* **TASK BRIEF**: Whenever a line in the data contains "prescription", show that line.

--- SUPPLIED RECORDS Enclosed Below ---

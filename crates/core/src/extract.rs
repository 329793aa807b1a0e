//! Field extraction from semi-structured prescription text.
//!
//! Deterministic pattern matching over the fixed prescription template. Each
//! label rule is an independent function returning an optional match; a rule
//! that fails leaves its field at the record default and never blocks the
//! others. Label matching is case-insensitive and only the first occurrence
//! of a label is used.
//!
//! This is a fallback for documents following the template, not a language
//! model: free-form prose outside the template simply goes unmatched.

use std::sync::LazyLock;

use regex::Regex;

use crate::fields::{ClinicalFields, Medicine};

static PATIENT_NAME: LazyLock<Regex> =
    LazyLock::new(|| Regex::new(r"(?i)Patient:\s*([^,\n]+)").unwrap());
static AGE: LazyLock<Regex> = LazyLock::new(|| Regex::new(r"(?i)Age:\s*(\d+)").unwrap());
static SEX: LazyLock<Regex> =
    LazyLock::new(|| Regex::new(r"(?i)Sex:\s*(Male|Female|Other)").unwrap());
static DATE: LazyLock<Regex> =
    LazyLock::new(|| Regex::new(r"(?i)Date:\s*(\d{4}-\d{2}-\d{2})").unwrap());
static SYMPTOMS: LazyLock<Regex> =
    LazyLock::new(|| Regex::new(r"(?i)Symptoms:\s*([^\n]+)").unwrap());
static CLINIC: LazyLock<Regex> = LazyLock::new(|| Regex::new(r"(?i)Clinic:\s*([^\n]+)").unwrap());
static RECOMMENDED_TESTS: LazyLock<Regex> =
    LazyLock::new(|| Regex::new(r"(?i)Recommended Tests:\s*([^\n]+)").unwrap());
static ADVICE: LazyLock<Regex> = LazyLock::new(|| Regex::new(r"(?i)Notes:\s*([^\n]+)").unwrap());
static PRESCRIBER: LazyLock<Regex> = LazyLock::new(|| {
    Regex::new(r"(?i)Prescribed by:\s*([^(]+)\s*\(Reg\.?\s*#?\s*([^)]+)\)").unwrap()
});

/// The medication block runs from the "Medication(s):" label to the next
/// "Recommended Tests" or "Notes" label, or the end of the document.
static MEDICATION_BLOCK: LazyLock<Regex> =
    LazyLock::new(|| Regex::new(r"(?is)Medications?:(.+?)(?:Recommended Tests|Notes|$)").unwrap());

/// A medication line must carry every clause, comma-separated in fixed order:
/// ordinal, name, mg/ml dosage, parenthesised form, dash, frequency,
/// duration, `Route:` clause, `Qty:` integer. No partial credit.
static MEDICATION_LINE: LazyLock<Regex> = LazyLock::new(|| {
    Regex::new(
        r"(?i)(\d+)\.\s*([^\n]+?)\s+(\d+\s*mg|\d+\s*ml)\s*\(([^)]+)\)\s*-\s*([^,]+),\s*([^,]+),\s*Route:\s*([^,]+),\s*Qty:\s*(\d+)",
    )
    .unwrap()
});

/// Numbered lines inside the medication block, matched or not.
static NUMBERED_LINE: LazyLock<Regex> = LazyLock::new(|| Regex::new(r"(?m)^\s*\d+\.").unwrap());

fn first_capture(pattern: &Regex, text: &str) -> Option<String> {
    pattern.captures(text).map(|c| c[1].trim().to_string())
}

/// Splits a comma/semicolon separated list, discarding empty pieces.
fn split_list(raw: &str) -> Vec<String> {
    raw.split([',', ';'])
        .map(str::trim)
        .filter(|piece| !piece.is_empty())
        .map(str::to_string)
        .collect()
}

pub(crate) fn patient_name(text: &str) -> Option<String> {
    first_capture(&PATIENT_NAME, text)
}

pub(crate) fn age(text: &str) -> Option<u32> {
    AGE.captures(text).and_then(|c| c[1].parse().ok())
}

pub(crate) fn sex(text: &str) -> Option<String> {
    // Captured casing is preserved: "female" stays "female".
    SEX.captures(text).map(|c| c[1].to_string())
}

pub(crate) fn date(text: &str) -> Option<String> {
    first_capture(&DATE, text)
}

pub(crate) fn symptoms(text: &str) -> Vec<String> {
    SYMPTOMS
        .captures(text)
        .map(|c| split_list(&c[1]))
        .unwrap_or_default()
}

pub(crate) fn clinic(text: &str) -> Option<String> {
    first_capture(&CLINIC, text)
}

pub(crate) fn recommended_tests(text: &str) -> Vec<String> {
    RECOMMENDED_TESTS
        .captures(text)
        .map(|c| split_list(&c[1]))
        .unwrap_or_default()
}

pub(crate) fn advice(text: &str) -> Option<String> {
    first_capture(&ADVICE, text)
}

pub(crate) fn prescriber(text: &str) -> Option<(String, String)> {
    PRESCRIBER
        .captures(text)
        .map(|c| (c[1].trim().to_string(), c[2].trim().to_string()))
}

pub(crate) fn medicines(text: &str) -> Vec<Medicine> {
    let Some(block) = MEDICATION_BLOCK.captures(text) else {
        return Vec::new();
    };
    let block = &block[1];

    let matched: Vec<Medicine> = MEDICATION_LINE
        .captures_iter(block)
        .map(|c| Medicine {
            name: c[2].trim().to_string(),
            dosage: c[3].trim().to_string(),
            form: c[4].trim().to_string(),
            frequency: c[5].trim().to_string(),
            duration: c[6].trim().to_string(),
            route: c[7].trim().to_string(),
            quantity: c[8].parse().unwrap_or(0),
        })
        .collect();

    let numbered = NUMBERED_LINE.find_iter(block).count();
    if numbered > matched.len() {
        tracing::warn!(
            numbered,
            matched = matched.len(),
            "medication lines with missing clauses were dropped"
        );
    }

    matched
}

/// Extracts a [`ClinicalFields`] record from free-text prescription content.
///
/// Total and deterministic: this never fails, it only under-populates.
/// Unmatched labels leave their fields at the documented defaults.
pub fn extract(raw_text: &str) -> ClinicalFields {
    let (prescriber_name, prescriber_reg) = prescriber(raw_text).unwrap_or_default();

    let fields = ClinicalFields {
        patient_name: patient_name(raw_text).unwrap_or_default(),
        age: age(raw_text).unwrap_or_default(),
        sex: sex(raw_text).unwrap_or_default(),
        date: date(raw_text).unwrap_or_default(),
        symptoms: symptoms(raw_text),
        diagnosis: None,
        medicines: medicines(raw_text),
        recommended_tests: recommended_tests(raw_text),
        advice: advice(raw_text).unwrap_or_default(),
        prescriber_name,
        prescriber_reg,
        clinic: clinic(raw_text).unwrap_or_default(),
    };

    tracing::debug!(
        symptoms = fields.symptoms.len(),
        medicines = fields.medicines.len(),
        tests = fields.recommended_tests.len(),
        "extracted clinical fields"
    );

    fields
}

--- End of Enclosed SUPPLIED RECORDS ---

* **RESULT FOR THIS TASK**:
//! Field extraction from semi-structured prescription text.
//! Deterministic pattern matching over the fixed prescription template. Each
/// Extracts a [`ClinicalFields`] record from free-text prescription content.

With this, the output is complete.